WHAT THIS TASK INVOLVES => For the data that follows, report how many lines contain the word "iter", and nothing else.

DATA FOR THIS TASK =>

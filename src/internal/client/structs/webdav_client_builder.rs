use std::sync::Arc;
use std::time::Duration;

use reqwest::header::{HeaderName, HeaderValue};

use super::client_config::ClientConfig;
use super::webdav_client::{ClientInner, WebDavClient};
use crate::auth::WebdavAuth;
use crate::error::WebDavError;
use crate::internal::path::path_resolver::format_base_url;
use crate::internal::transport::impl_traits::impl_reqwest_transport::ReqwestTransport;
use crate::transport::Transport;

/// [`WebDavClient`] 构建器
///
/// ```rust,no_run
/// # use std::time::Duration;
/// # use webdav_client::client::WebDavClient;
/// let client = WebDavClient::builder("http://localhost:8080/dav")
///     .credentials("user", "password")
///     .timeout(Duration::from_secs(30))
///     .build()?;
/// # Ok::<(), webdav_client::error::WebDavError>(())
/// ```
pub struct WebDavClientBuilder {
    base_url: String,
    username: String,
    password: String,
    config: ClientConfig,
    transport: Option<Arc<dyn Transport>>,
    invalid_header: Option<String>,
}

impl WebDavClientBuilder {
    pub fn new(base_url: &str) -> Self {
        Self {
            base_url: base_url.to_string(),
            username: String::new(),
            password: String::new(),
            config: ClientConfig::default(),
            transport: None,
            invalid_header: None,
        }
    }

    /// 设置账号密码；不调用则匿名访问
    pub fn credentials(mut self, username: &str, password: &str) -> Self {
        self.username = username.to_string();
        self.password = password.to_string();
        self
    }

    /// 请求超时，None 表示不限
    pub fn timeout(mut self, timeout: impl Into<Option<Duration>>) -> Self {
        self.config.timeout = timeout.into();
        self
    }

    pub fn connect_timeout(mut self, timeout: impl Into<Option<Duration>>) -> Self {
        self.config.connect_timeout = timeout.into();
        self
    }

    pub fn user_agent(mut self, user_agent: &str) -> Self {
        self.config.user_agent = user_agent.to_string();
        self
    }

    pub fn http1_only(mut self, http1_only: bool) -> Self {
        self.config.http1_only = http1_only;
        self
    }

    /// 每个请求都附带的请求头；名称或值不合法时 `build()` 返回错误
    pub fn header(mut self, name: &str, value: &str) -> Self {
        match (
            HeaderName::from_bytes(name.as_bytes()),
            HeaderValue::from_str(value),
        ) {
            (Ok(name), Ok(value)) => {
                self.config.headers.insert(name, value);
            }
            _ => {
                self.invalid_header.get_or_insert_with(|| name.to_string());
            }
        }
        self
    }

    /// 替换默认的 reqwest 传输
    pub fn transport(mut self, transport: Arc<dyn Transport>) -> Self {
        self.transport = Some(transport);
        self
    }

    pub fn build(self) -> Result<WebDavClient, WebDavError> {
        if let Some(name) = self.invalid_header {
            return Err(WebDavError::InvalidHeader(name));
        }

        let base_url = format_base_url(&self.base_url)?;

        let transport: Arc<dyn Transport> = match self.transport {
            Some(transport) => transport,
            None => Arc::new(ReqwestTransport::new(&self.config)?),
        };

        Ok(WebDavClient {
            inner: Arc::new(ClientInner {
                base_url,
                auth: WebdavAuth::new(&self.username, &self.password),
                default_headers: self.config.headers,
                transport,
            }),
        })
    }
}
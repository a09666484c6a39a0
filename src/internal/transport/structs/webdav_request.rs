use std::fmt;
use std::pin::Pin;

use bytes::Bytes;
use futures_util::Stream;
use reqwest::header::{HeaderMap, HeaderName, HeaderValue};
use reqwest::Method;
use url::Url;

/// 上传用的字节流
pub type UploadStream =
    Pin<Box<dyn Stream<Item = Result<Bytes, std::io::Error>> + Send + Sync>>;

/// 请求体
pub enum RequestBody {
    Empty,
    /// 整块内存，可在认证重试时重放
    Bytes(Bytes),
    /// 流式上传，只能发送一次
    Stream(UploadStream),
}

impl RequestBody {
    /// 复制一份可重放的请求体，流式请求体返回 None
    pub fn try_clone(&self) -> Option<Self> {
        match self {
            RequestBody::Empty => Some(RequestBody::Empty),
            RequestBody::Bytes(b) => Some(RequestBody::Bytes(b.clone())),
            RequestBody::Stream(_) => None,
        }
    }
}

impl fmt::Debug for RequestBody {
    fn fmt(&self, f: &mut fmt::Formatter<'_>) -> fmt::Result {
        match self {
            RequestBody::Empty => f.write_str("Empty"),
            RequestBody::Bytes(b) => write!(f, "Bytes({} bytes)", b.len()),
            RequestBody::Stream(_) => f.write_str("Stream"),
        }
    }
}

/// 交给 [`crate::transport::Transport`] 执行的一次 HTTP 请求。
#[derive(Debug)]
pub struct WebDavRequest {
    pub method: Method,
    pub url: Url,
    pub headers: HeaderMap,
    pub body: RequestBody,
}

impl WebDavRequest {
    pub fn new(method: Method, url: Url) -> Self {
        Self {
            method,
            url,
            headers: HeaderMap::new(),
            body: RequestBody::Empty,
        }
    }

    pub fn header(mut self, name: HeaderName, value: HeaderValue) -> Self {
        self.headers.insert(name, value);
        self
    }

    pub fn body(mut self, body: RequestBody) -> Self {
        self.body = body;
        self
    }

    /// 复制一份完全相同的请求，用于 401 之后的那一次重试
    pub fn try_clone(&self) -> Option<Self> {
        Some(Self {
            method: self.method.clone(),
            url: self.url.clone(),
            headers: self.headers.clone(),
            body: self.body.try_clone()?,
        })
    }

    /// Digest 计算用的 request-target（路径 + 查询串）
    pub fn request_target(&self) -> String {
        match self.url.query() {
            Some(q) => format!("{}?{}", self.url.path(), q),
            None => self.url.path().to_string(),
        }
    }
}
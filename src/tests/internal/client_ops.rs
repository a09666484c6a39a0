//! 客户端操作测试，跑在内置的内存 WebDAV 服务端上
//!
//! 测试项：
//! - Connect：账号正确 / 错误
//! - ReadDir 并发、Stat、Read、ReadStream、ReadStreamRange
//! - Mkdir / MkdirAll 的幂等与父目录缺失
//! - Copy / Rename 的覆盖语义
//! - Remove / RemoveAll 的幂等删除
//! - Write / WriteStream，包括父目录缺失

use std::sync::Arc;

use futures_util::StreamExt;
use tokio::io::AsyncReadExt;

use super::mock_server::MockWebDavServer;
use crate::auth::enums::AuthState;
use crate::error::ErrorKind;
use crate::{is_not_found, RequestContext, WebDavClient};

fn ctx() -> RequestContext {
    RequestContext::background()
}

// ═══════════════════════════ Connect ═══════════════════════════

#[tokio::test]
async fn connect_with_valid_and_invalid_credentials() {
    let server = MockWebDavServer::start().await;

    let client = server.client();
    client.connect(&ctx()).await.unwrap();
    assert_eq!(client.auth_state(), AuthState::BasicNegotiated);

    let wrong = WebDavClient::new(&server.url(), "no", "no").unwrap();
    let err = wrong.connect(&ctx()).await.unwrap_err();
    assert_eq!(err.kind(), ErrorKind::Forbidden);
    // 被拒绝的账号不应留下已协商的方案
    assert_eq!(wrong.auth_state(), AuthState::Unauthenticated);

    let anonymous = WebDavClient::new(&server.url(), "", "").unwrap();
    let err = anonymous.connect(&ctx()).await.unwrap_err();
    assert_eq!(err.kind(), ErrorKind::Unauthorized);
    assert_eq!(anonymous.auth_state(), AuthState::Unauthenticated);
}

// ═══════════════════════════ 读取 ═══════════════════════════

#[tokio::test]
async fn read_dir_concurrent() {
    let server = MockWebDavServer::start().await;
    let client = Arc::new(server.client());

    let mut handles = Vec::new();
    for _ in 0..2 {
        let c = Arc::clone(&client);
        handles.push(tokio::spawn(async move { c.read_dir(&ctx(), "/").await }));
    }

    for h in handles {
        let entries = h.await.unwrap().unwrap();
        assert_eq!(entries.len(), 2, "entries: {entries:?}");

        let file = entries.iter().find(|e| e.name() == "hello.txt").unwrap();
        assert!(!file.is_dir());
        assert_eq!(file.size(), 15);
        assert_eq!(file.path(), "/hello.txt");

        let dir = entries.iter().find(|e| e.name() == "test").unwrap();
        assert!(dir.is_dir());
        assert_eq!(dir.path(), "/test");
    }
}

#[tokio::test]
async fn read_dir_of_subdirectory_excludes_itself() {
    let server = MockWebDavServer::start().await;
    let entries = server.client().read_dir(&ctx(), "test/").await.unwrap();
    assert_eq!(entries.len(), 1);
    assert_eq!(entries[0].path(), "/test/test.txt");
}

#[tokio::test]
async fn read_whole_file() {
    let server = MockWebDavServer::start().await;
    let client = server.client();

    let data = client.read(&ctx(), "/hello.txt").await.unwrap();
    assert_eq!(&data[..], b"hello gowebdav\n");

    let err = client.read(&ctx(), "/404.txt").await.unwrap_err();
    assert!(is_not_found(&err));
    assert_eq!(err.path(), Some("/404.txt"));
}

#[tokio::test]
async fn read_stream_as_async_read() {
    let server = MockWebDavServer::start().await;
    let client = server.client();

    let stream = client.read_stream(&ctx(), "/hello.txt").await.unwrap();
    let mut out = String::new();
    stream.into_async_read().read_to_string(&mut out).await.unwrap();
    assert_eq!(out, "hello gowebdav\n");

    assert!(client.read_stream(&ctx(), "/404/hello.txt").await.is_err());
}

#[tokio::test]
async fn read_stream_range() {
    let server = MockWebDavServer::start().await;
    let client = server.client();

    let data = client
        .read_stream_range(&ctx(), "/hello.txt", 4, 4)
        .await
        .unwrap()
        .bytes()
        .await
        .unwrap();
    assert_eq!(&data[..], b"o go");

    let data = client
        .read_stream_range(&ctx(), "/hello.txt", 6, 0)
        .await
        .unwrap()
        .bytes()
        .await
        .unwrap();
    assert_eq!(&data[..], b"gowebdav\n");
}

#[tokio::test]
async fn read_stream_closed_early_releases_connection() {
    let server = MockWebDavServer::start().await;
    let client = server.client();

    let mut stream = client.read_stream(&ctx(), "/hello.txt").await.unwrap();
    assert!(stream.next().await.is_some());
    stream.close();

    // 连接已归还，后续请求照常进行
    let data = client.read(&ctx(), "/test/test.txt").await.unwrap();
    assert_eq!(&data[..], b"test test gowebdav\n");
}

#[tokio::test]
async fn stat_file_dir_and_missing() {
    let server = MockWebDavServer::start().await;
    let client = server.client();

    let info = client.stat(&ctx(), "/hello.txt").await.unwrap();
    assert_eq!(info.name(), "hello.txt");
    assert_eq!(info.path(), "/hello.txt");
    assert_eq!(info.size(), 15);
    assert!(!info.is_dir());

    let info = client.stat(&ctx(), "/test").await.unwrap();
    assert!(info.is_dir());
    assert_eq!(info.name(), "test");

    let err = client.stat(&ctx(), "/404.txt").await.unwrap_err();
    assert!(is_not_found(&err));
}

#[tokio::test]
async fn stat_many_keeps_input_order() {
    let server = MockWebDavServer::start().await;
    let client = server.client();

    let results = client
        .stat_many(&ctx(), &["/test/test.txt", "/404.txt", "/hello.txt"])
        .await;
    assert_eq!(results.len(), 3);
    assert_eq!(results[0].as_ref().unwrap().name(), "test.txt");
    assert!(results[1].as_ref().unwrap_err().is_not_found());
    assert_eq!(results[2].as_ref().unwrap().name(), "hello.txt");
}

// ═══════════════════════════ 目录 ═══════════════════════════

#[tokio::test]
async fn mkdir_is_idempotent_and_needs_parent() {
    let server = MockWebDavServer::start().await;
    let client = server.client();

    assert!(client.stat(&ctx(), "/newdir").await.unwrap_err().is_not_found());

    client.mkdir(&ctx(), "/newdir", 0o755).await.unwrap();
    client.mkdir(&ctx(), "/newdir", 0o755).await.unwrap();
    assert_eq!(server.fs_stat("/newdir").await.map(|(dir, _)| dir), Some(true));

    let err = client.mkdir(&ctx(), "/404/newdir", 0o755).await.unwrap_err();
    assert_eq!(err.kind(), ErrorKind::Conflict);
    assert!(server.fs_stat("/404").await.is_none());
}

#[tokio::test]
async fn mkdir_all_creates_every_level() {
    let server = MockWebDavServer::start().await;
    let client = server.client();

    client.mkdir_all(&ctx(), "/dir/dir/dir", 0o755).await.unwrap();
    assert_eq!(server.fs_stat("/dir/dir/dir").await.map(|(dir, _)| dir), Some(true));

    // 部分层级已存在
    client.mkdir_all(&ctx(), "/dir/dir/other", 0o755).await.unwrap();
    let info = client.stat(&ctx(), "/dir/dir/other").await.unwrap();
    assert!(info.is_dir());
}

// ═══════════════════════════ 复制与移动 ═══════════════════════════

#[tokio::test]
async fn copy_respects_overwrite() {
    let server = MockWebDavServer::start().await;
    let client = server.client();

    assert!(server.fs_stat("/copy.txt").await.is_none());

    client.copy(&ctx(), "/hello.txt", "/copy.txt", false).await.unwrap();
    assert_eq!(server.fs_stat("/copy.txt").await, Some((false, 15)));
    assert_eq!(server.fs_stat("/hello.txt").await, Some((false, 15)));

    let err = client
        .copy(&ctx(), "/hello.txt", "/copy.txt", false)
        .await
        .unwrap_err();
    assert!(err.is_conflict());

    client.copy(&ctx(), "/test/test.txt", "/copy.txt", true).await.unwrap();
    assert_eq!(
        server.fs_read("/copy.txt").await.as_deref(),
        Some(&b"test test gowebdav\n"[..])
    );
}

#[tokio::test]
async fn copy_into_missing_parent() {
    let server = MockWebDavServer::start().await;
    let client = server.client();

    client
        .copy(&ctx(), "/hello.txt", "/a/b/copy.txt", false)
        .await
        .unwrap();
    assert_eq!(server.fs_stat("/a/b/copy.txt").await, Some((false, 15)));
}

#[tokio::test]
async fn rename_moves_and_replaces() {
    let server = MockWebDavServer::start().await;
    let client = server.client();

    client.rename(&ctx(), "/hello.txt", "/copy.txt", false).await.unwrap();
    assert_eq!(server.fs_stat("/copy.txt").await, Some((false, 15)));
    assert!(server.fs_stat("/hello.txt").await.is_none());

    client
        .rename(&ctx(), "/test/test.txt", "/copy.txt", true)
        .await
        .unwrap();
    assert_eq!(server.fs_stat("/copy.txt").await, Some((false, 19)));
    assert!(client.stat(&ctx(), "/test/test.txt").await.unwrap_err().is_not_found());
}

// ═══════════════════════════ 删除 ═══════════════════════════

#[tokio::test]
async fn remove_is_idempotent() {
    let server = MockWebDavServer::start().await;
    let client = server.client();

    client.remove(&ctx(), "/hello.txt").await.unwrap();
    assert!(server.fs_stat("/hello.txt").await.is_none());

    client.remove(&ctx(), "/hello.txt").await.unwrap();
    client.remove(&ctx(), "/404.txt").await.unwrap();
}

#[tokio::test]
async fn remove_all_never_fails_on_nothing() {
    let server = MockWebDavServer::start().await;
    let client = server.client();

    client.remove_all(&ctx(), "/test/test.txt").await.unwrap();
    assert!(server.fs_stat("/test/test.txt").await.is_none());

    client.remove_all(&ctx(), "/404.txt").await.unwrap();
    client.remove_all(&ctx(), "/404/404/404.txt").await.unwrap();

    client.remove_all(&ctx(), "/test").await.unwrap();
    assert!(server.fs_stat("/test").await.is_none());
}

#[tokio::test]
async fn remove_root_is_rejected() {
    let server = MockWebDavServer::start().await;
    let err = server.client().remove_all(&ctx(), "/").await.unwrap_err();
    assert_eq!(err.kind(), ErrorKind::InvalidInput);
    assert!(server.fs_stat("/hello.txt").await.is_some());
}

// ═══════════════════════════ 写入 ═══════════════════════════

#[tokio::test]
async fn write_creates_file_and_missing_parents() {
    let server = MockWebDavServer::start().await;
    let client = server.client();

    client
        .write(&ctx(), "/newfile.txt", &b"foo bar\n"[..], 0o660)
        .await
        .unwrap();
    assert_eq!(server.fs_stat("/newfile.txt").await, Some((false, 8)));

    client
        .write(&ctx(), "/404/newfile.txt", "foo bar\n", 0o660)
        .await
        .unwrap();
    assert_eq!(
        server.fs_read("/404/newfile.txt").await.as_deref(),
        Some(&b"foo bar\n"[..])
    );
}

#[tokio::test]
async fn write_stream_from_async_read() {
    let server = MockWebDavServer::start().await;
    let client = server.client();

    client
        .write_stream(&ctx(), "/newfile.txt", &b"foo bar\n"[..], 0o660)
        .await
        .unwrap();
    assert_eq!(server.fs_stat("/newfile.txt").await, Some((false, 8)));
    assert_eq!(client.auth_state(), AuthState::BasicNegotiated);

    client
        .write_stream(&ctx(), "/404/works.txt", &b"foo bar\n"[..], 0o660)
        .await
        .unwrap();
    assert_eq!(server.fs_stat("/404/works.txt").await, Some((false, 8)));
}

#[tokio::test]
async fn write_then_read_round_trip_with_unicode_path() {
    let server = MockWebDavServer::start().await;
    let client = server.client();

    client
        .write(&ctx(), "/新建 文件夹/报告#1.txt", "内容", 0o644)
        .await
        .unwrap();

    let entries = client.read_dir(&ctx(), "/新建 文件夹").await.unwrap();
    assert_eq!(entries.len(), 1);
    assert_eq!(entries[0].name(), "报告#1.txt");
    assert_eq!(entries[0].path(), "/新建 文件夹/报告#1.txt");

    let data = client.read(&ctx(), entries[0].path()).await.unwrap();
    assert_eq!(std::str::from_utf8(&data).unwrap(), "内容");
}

SOLUTION TO THE PROBLEM => 2